• notifications1
  • menü

Bugün : 29 Mart 2024 Cuma

Elma Yetiştiriciliği

Bahçe kurulacak arazi uzun süre işlenmemiş ise sürüm öncesi toprak patlatılmalı ve ardından toprak derin sürülmelidir. Yaz mevsimi bitene kadar da toprağın havalanmasını ve güneşlenmesini sağlamak için beklenmelidir. Daha önce yetiştiricilik yapılan bir alanda dikim yapılacak ise bahçe yapılacak yerin toprağı ilkbahar ve yaz aylarında derin bir şekilde sürülmelidir. Çıkan eski kökler temizlenmelidir. Sonbaharda kesekleri kırmak, dağıtmak ve araziyi tesviye etmek için tırmık veya diskaro çekilerek arazi dikime hazır hale getirilir. Elma fidanı dikilmeden önce, toprak analizleri yardımıyla bahçe kurulacak alanın toprak özelliği ve içeriği mutlaka belirlenmelidir. Yapılacak uygulamalar analiz sonrası ortaya çıkan değerler ışığında yapılmalıdır.

 

Toprağın hazırlanması sırasında genel olarak yapılacak uygulamalar şunlardır; gerektiği takdirde dikim öncesi dekara 3-4 ton, 2-3 sene yanmış gübresi çiftlik gübresi (gübre yanmamış olursa yabancı ot tohumu ve toprak altı zararlıların larva ve yumurtaları olacaktır), dekara 25-50 kg Triple Süper Fosfat (TSP) veya Diamonyum Fosfat (DAP) dekara 20-40 kg Potasyum Sülfat gübreleri uygulanabilir. Uygulama işlemi yapılırken gübreler, pulluk yardımıyla derin sürüm yapılarak toprağın 20-25 cm derinliğine ulaştırılmalıdır. Damla veya mini spring sistemi kurulacak ise azot, fosfor ve potaslı gübreler sulama ile birlikte bir program dahilinde verilir.

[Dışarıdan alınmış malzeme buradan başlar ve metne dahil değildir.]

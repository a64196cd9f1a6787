pub mod alert;
pub mod button;
pub mod card;
pub mod input;
pub mod label;
pub mod spinner;

// Re-export component symbols so callers can `use crate::components::ui::Button` etc.
pub use alert::*;
pub use button::*;
#[allow(unused_imports)]
pub use card::*;
pub use input::*;
pub use label::*;
pub use spinner::*;
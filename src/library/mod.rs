//! Grouped library view: a flat project list + category list folded into the
//! sections the sidebar/library page renders.

mod sync;

pub(crate) use sync::LibrarySyncController;

use crate::models::{Category, Project, ProjectGroup};
use std::collections::HashSet;

/// The UI shows at most this many projects per group; the rest collapse into
/// a "+N more" affordance.
pub(crate) const GROUP_PREVIEW_LIMIT: usize = 4;

pub(crate) const UNCATEGORIZED_LABEL: &str = "Uncategorized";

/// Case-insensitive substring match on the title. An empty (or
/// whitespace-only) query matches everything.
pub(crate) fn matches_query(title: &str, query: &str) -> bool {
    let q = query.trim();
    if q.is_empty() {
        return true;
    }
    title.to_lowercase().contains(&q.to_lowercase())
}

/// Category existence lookups always consult the UNFILTERED category set,
/// independent of any active search.
pub(crate) fn category_name<'a>(categories: &'a [Category], id: &str) -> Option<&'a str> {
    categories
        .iter()
        .find(|c| c.id == id)
        .map(|c| c.name.as_str())
}

fn sort_newest_first(projects: &mut [Project]) {
    // ISO-8601 strings order lexicographically; stable sort keeps input order
    // for equal timestamps.
    projects.sort_by(|a, b| b.created_at.cmp(&a.created_at));
}

/// Fold projects + categories into display groups.
///
/// - search filter applies before grouping; groups with no matches are omitted
/// - the uncategorized group (when non-empty) always comes first
/// - category groups follow in server order
/// - a project whose `category_id` matches no known category lands in the
///   uncategorized group but keeps its `category_id` (grouping and dropdown
///   highlighting are independent computations)
pub(crate) fn group_projects(
    projects: &[Project],
    categories: &[Category],
    query: &str,
) -> Vec<ProjectGroup> {
    let known: HashSet<&str> = categories.iter().map(|c| c.id.as_str()).collect();

    let filtered: Vec<&Project> = projects
        .iter()
        .filter(|p| matches_query(&p.title, query))
        .collect();

    let mut groups: Vec<ProjectGroup> = Vec::with_capacity(categories.len() + 1);

    let mut uncategorized: Vec<Project> = filtered
        .iter()
        .filter(|p| {
            p.category_id
                .as_deref()
                .map(|id| !known.contains(id))
                .unwrap_or(true)
        })
        .map(|p| (*p).clone())
        .collect();

    if !uncategorized.is_empty() {
        sort_newest_first(&mut uncategorized);
        groups.push(ProjectGroup {
            category_id: None,
            name: UNCATEGORIZED_LABEL.to_string(),
            total_count: uncategorized.len(),
            projects: uncategorized,
        });
    }

    for cat in categories {
        let mut members: Vec<Project> = filtered
            .iter()
            .filter(|p| p.category_id.as_deref() == Some(cat.id.as_str()))
            .map(|p| (*p).clone())
            .collect();

        if members.is_empty() {
            continue;
        }

        sort_newest_first(&mut members);
        groups.push(ProjectGroup {
            category_id: Some(cat.id.clone()),
            name: cat.name.clone(),
            total_count: members.len(),
            projects: members,
        });
    }

    groups
}

#[cfg(test)]
mod tests {
    use super::*;

    fn project(id: &str, title: &str, category_id: Option<&str>, created_at: &str) -> Project {
        Project {
            id: id.to_string(),
            title: title.to_string(),
            description: None,
            category_id: category_id.map(|s| s.to_string()),
            created_at: created_at.to_string(),
            updated_at: created_at.to_string(),
            source_count: 1,
            first_source_id: None,
            status: None,
        }
    }

    fn category(id: &str, name: &str) -> Category {
        Category {
            id: id.to_string(),
            name: name.to_string(),
            created_at: String::new(),
        }
    }

    #[test]
    fn uncategorized_group_is_first_when_nonempty() {
        let projects = vec![
            project("p1", "alpha", Some("c1"), "2024-01-03T00:00:00Z"),
            project("p2", "beta", None, "2024-01-01T00:00:00Z"),
        ];
        let categories = vec![category("c1", "Work")];

        let groups = group_projects(&projects, &categories, "");
        assert_eq!(groups.len(), 2);
        assert!(groups[0].category_id.is_none());
        assert_eq!(groups[0].name, UNCATEGORIZED_LABEL);
        assert_eq!(groups[1].name, "Work");
    }

    #[test]
    fn category_groups_follow_server_order() {
        let projects = vec![
            project("p1", "a", Some("c2"), "2024-01-01T00:00:00Z"),
            project("p2", "b", Some("c1"), "2024-01-01T00:00:00Z"),
        ];
        // Server order: c2 before c1, regardless of names.
        let categories = vec![category("c2", "Zebra"), category("c1", "Apple")];

        let groups = group_projects(&projects, &categories, "");
        assert_eq!(groups.len(), 2);
        assert_eq!(groups[0].name, "Zebra");
        assert_eq!(groups[1].name, "Apple");
    }

    #[test]
    fn empty_groups_are_skipped() {
        let projects = vec![project("p1", "a", Some("c1"), "2024-01-01T00:00:00Z")];
        let categories = vec![category("c1", "Work"), category("c2", "Empty")];

        let groups = group_projects(&projects, &categories, "");
        assert_eq!(groups.len(), 1);
        assert_eq!(groups[0].name, "Work");
    }

    #[test]
    fn unknown_category_lands_uncategorized_but_keeps_id() {
        let projects = vec![project("p1", "a", Some("ghost"), "2024-01-01T00:00:00Z")];
        let categories = vec![category("c1", "Work")];

        let groups = group_projects(&projects, &categories, "");
        assert_eq!(groups.len(), 1);
        assert!(groups[0].category_id.is_none());
        // Highlighting is computed separately; the stale id survives.
        assert_eq!(groups[0].projects[0].category_id.as_deref(), Some("ghost"));
    }

    #[test]
    fn groups_sort_newest_first() {
        let projects = vec![
            project("old", "old", None, "2024-01-01T00:00:00Z"),
            project("new", "new", None, "2024-03-01T00:00:00Z"),
            project("mid", "mid", None, "2024-02-01T00:00:00Z"),
        ];

        let groups = group_projects(&projects, &[], "");
        let ids: Vec<&str> = groups[0].projects.iter().map(|p| p.id.as_str()).collect();
        assert_eq!(ids, vec!["new", "mid", "old"]);
    }

    #[test]
    fn preview_truncation_and_total_count() {
        let projects: Vec<Project> = (0..7)
            .map(|i| {
                project(
                    &format!("p{i}"),
                    &format!("t{i}"),
                    None,
                    &format!("2024-01-0{}T00:00:00Z", i + 1),
                )
            })
            .collect();

        let groups = group_projects(&projects, &[], "");
        let g = &groups[0];
        assert_eq!(g.total_count, 7);
        assert_eq!(g.visible().len(), GROUP_PREVIEW_LIMIT);
        assert!(g.total_count >= g.visible().len());
        assert_eq!(g.overflow(), 3);
        // Visible slice is the newest ones.
        assert_eq!(g.visible()[0].id, "p6");
    }

    #[test]
    fn search_filters_before_grouping() {
        let projects = vec![
            project("p1", "Rust ownership", Some("c1"), "2024-01-01T00:00:00Z"),
            project("p2", "French verbs", Some("c2"), "2024-01-01T00:00:00Z"),
        ];
        let categories = vec![category("c1", "Programming"), category("c2", "Languages")];

        let groups = group_projects(&projects, &categories, "RUST");
        assert_eq!(groups.len(), 1);
        assert_eq!(groups[0].name, "Programming");

        // Lookups still see the full category set.
        assert_eq!(category_name(&categories, "c2"), Some("Languages"));
    }

    #[test]
    fn blank_query_matches_everything() {
        assert!(matches_query("anything", ""));
        assert!(matches_query("anything", "   "));
        assert!(matches_query("Ownership in Rust", "in ru"));
        assert!(!matches_query("Ownership in Rust", "python"));
    }

    #[test]
    fn grouping_is_idempotent() {
        let projects = vec![
            project("p1", "a", Some("c1"), "2024-01-03T00:00:00Z"),
            project("p2", "b", Some("c1"), "2024-01-02T00:00:00Z"),
            project("p3", "c", None, "2024-01-01T00:00:00Z"),
            project("p4", "d", Some("missing"), "2024-01-04T00:00:00Z"),
        ];
        let categories = vec![category("c1", "Work")];

        let first = group_projects(&projects, &categories, "");

        // Flatten the grouped output and regroup: identical result. Note the
        // unknown-category project keeps its id, so it must re-partition the
        // same way.
        let flattened: Vec<Project> = first
            .iter()
            .flat_map(|g| g.projects.iter().cloned())
            .collect();
        let second = group_projects(&flattened, &categories, "");

        assert_eq!(first, second);
    }
}
use leptos::prelude::*;
use leptos_ui::clx;

mod components {
    use super::*;
    clx! {Card, div, "bg-card text-card-foreground flex flex-col gap-4 rounded-xl border py-6 shadow-sm"}
    clx! {CardHeader, div, "flex flex-col items-start gap-1.5 px-6"}
    clx! {CardTitle, h2, "leading-none font-semibold"}
    clx! {CardContent, div, "px-6"}
    clx! {CardDescription, p, "text-muted-foreground text-sm"}
    clx! {CardFooter, footer, "flex items-center px-6", "gap-2"}
}

#[allow(unused_imports)]
pub use components::*;
#![allow(dead_code)]

use leptos::prelude::*;
use tw_merge::*;

#[component]
pub fn Label(
    #[prop(optional, into)] class: String,
    #[prop(optional, into)] html_for: String,
    children: Children,
) -> impl IntoView {
    let class = tw_merge!(
        "flex items-center gap-2 text-sm leading-none font-medium select-none peer-disabled:cursor-not-allowed peer-disabled:opacity-50",
        class
    );

    view! {
        <label class=class r#for=html_for>
            {children()}
        </label>
    }
}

Dikim yerinin belirlenmesi ve işaretlenmesi

Fidan dikimi yapılmadan önce dikim noktaları kazıklarla işaretlenir. Uzun bir ipin arazinin üst başına gerilmesi ile dikim sıraları, sağ ya da sol başına gerilmesi ile de ilk sıranın fidan yerleri belirlenir. Bu aşamadan sonra her sıraya gerilen ip doğrusu boyunca fidan aralıklarına eşit boyda bir demir profil ya da şerit metre yardımı ile sıra üzeri fidan yerleri tek tek ve kontrollü olarak belirlenerek kamışlarla işaretlenir.

 

ANAÇ ÇEŞİT ADI SIRA ARASI SIRA ÜZERİ
M9 Red Chief 3.00 0.75 - 1.00
M9 Diğer Çeşitler 3.00 - 3.50 1.00 - 1.50
M106 Red Chief - Breaburn 3.50 - 4.00 1.50 - 2.00
M106 Royal Gala 4.00 - 4.50 2.50 - 3.00

 

Dikim sıklığı arttıkça dekara dikilen fidan sayısı artar, bu doğrultuda da il yıllarda dekardan alınan meyve miktarı artar. Güneş ışığından verimli bir şekilde yararlanmak için dikim sıraları kuzey – güney istikametinde olmalıdır. Tozlayıcı çeşit sırası 30 metreyi geçmemelidir. Bu amaç ile her 5–6 sırada bir dölleyici sırası dikilmelidir. 

 

Drenajı bozuk olan topraklara drenaj kanalları açılmadan dikim yapılmamalıdır. Su geçirgenliği az olan arazide 50 cm. genişliğinde ve 30 cm yüksekliğindeki set üzerine çukur açıldıktan sonra fidan dikilmesi önerilir. Ayrıca iki sıranın tam ortasına tekli pullukla 25 cm. derinlikte bir kanal açılması bahçenin uzun ömürlü olması için iyi bir tavsiyedir.

 


Fidan Dikimi

Basit bir işlem olan fidan dikim işlemi doğru yapılmadığı takdirde ağaçlar gelişemezler veya ölürler. Dikim yapılırken dikilecek fidanlar uzun süre açıkta bırakılmamalı, köklerin kurumasına izin verilmemelidir. Fidanlar nemli olarak korunmalıdır. Fidan dikimi genel olarak sonbaharda yaprak dökümü zamanında ve ilkbaharda ağaçlara su yürümesine kadar geçen zamanda yapılır. En uygun dönem ise kışı ılık geçen yerlerde sonbahar mevsiminde, kışı sert geçen yerlerde de ilkbahar mevsiminde dikmektir. Fidanlar iklim ve toprak şartlarının müsait olduğu durumlarda ağaca su yürümeden önce dikilmelidir. Kışı çok sert olmayan kurak yerlerde sonbahar dikimi daha iyi sonuç verir. Bunun nedeni sonbaharda dikilen fidanların kış yağışları ve toprak ısısının uygun olduğu günlerde kök gelişmesine başlamasıdır.

 

Dikimi yapılacak olan fidanların köklerindeki yaralı ve kırık kısımlar makas ile temizlenir. (Özellikle odunsu kökler) Bu sayede söküm sırasında zarar görmüş kök parçaları kesilerek temizlenmiş olur. Daha sonra bir kap içerisinde hazırlanan ilaçlı suya (100 litre suya 400 gr. Captan + 100 gr. Benlate veya 100 litre suya 400 gr. Captan + 100 gr Deresol) fidan kökleri daldırılarak kök hastalıklarına karşı önlem alınır.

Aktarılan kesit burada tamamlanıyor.